#### [Exercise instructions]
Answer with one number only, the count of lines in the material below that hold "kind".

#### [Records for processing]
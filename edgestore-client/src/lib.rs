//! edgestore-client: talks to an EdgeStore handler and moves bytes to signed URLs.
//!
//! [`EdgeStoreClient::connect`] calls `/init` so the context cookie is set,
//! then gives per-bucket handles for one-off uploads; the
//! [`Uploader`] adds a file registry with progress, cancellation and a FIFO
//! bound on concurrent transfers.
//!
//! ```rust,no_run
//! use edgestore_client::{EdgeStoreClient, UploadFile, Uploader, UploaderConfig};
//!
//! # async fn run() -> Result<(), edgestore_client::ClientError> {
//! let client = EdgeStoreClient::connect("http://localhost:3000/api/edgestore").await?;
//! let uploader = Uploader::new(
//!     client.bucket("images"),
//!     UploaderConfig::new().with_max_concurrent_uploads(2),
//! );
//! uploader.add_files(vec![UploadFile::new("cat.png", "image/png", vec![0u8; 16])]);
//! uploader.upload_files(None).await;
//! # Ok(())
//! # }
//! ```

pub mod api;
pub mod client;
pub mod error;
pub mod gate;
pub mod transport;
pub mod uploader;

pub use api::{EdgeStoreApi, HttpApi};
pub use client::{BucketClient, EdgeStoreClient, ProgressFn, UploadFile, UploadOptions, UploadedFile};
pub use error::{ClientError, ClientResult};
pub use gate::{GatePermit, Ticket, UploadGate};
pub use transport::{ProgressSink, PutRequest, PutResponse, ReqwestTransport, UploadTransport};
pub use uploader::{FileState, UploadStatus, Uploader, UploaderBuilder, UploaderConfig};
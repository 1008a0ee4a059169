//! The storage provider seam.
//!
//! The pipeline authorizes and shapes every request, then hands a fully
//! resolved description to a [`Provider`]. Providers own everything that
//! touches the object store: URL signing, multipart bookkeeping, lookups and
//! deletes.

use anyhow::Result;
use async_trait::async_trait;
use serde_json::Value;

use crate::types::{
    BucketType, CompletedPart, FileInfo, FileRecord, Metadata, PartsRequest, PathValue,
    RequestUploadPartsResult, SuccessResult, UploadTarget,
};

#[derive(Debug, Clone)]
pub struct ProviderInitParams {
    pub ctx: Value,
    /// Output of `EdgeStoreRouter::to_json`.
    pub router: Value,
}

#[derive(Debug, Clone, Default, PartialEq, Eq)]
pub struct ProviderInitResult {
    pub token: Option<String>,
}

/// A fully authorized upload request.
#[derive(Debug, Clone)]
pub struct RequestUploadParams {
    pub bucket_name: String,
    pub bucket_type: BucketType,
    pub is_public: bool,
    pub path: Vec<PathValue>,
    pub metadata: Metadata,
    pub file_info: FileInfo,
}

#[derive(Debug, Clone, PartialEq)]
pub struct ProviderUploadResult {
    pub target: UploadTarget,
    pub access_url: String,
    pub thumbnail_url: Option<String>,
}

#[derive(Debug, Clone)]
pub struct RequestUploadPartsParams {
    pub multipart: PartsRequest,
    pub key: String,
}

#[derive(Debug, Clone)]
pub struct CompleteMultipartUploadParams {
    pub bucket_name: Option<String>,
    pub upload_id: String,
    pub key: String,
    pub parts: Vec<CompletedPart>,
}

#[async_trait]
pub trait Provider: Send + Sync {
    /// Called once per `/init`; may mint a provider session token.
    async fn init(&self, params: ProviderInitParams) -> Result<ProviderInitResult>;

    /// Prefix of every access URL this provider hands out.
    fn base_url(&self) -> String;

    async fn get_file(&self, url: &str) -> Result<FileRecord>;

    /// Decide single PUT vs multipart and sign the URL(s).
    async fn request_upload(&self, params: RequestUploadParams) -> Result<ProviderUploadResult>;

    async fn request_upload_parts(
        &self,
        params: RequestUploadPartsParams,
    ) -> Result<RequestUploadPartsResult>;

    /// Assemble the object. On failure the object must not become visible.
    async fn complete_multipart_upload(&self, params: CompleteMultipartUploadParams) -> Result<()>;

    /// Clear the temporary flag of an upload.
    async fn confirm_upload(&self, url: &str) -> Result<SuccessResult>;

    async fn delete_file(&self, url: &str) -> Result<SuccessResult>;
}
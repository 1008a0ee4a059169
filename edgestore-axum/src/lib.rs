//! edgestore-axum: Axum adapter for the EdgeStore pipeline.
//!
//! ```rust,no_run
//! # use edgestore_axum::edgestore;
//! # use edgestore_core::EdgeStoreHandler;
//! # async fn run(handler: EdgeStoreHandler<String>) -> anyhow::Result<()> {
//! edgestore(handler, |req| async move {
//!     Ok(req.header("x-user-id").unwrap_or("anonymous").to_string())
//! })
//! .listen("127.0.0.1:3000")
//! .await
//! # }
//! ```

pub mod app;
pub mod context;
pub mod cookies;
pub mod routes;
pub mod state;
mod error;
pub use error::EdgeStoreAxumError;
pub use state::EdgeStoreState;

pub use app::{edgestore, EdgeStoreApp};
pub use context::{CreateContext, RequestInfo};
pub use routes::Endpoint;
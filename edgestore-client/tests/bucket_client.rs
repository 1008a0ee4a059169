mod common;

use std::sync::Arc;

use common::{client, FakeApi, FakeTransport};
use edgestore_client::{UploadFile, UploadOptions};
use parking_lot::Mutex;
use serde_json::json;
use tokio_util::sync::CancellationToken;

#[tokio::test]
async fn multipart_uploads_fetch_missing_part_urls() {
    let api = Arc::new(FakeApi {
        multipart: Some((4, 1)),
        ..Default::default()
    });
    let transport = Arc::new(FakeTransport::default());
    let bucket = client(Arc::clone(&api), Arc::clone(&transport)).bucket("docs");

    let progress = Arc::new(Mutex::new(Vec::new()));
    let file = UploadFile::new("big.bin", "application/octet-stream", b"abcdefghij".to_vec());
    let uploaded = bucket
        .upload(
            &file,
            UploadOptions::new().on_progress({
                let progress = Arc::clone(&progress);
                move |pct| progress.lock().push(pct)
            }),
        )
        .await
        .unwrap();

    assert_eq!(uploaded.url, "https://files.test/docs/10");
    assert_eq!(*api.part_requests.lock(), vec![vec![2], vec![3]]);
    assert_eq!(
        transport.started(),
        vec!["mem://10/part/1", "mem://10/part/2", "mem://10/part/3"]
    );

    let completed = api.completed.lock();
    assert_eq!(completed.len(), 1);
    let done = &completed[0];
    assert_eq!(done.bucket_name.as_deref(), Some("docs"));
    assert_eq!(done.upload_id, "upl_10");
    assert_eq!(done.key, "docs/10");
    let numbers: Vec<u32> = done.parts.iter().map(|p| p.part_number).collect();
    assert_eq!(numbers, vec![1, 2, 3]);
    assert_eq!(done.parts[2].e_tag, "\"mem://10/part/3\"");

    // 4 + 4 + 2 bytes
    assert_eq!(*progress.lock(), vec![40.0, 80.0, 100.0]);
}

#[tokio::test]
async fn upload_sends_file_info_and_options() {
    let api = Arc::new(FakeApi::default());
    let bucket = client(Arc::clone(&api), Arc::new(FakeTransport::default())).bucket("docs");

    bucket
        .upload(
            &UploadFile::new("report.pdf", "application/pdf", b"%PDF".to_vec()),
            UploadOptions::new()
                .with_input(json!({ "kind": "report" }))
                .temporary()
                .with_file_name("q3.pdf")
                .replacing("https://files.test/docs/old.pdf"),
        )
        .await
        .unwrap();

    let sent = api.requested.lock();
    let body = &sent[0];
    assert_eq!(body.bucket_name, "docs");
    assert_eq!(body.input, json!({ "kind": "report" }));
    assert_eq!(body.file_info.size, 4);
    assert_eq!(body.file_info.mime_type, "application/pdf");
    assert_eq!(body.file_info.extension, "pdf");
    assert_eq!(body.file_info.file_name.as_deref(), Some("q3.pdf"));
    assert_eq!(
        body.file_info.replace_target_url.as_deref(),
        Some("https://files.test/docs/old.pdf")
    );
    assert!(body.file_info.temporary);
}

#[tokio::test]
async fn api_errors_keep_their_code() {
    let api = Arc::new(FakeApi {
        max_size: Some(1),
        ..Default::default()
    });
    let bucket = client(api, Arc::new(FakeTransport::default())).bucket("docs");

    let err = bucket
        .upload(&UploadFile::new("a.bin", "x/y", vec![0u8; 2]), UploadOptions::new())
        .await
        .unwrap_err();
    assert_eq!(err.code(), Some("FILE_TOO_LARGE"));
    assert!(!err.is_aborted());
}

#[tokio::test]
async fn a_cancelled_token_stops_before_any_request() {
    let api = Arc::new(FakeApi::default());
    let bucket = client(Arc::clone(&api), Arc::new(FakeTransport::default())).bucket("docs");
    let token = CancellationToken::new();
    token.cancel();

    let err = bucket
        .upload(
            &UploadFile::new("a.bin", "x/y", vec![0u8; 2]),
            UploadOptions::new().with_cancel(token),
        )
        .await
        .unwrap_err();
    assert!(err.is_aborted());
    assert!(api.requested.lock().is_empty());
}

#[tokio::test]
async fn delete_and_confirm_are_bucket_scoped() {
    let api = Arc::new(FakeApi::default());
    let bucket = client(Arc::clone(&api), Arc::new(FakeTransport::default())).bucket("docs");

    assert!(bucket.confirm_upload("https://files.test/docs/1").await.unwrap().success);
    assert!(bucket.delete("https://files.test/docs/1").await.unwrap().success);
    assert_eq!(*api.deleted.lock(), vec!["https://files.test/docs/1".to_string()]);
}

#### [Response area]
2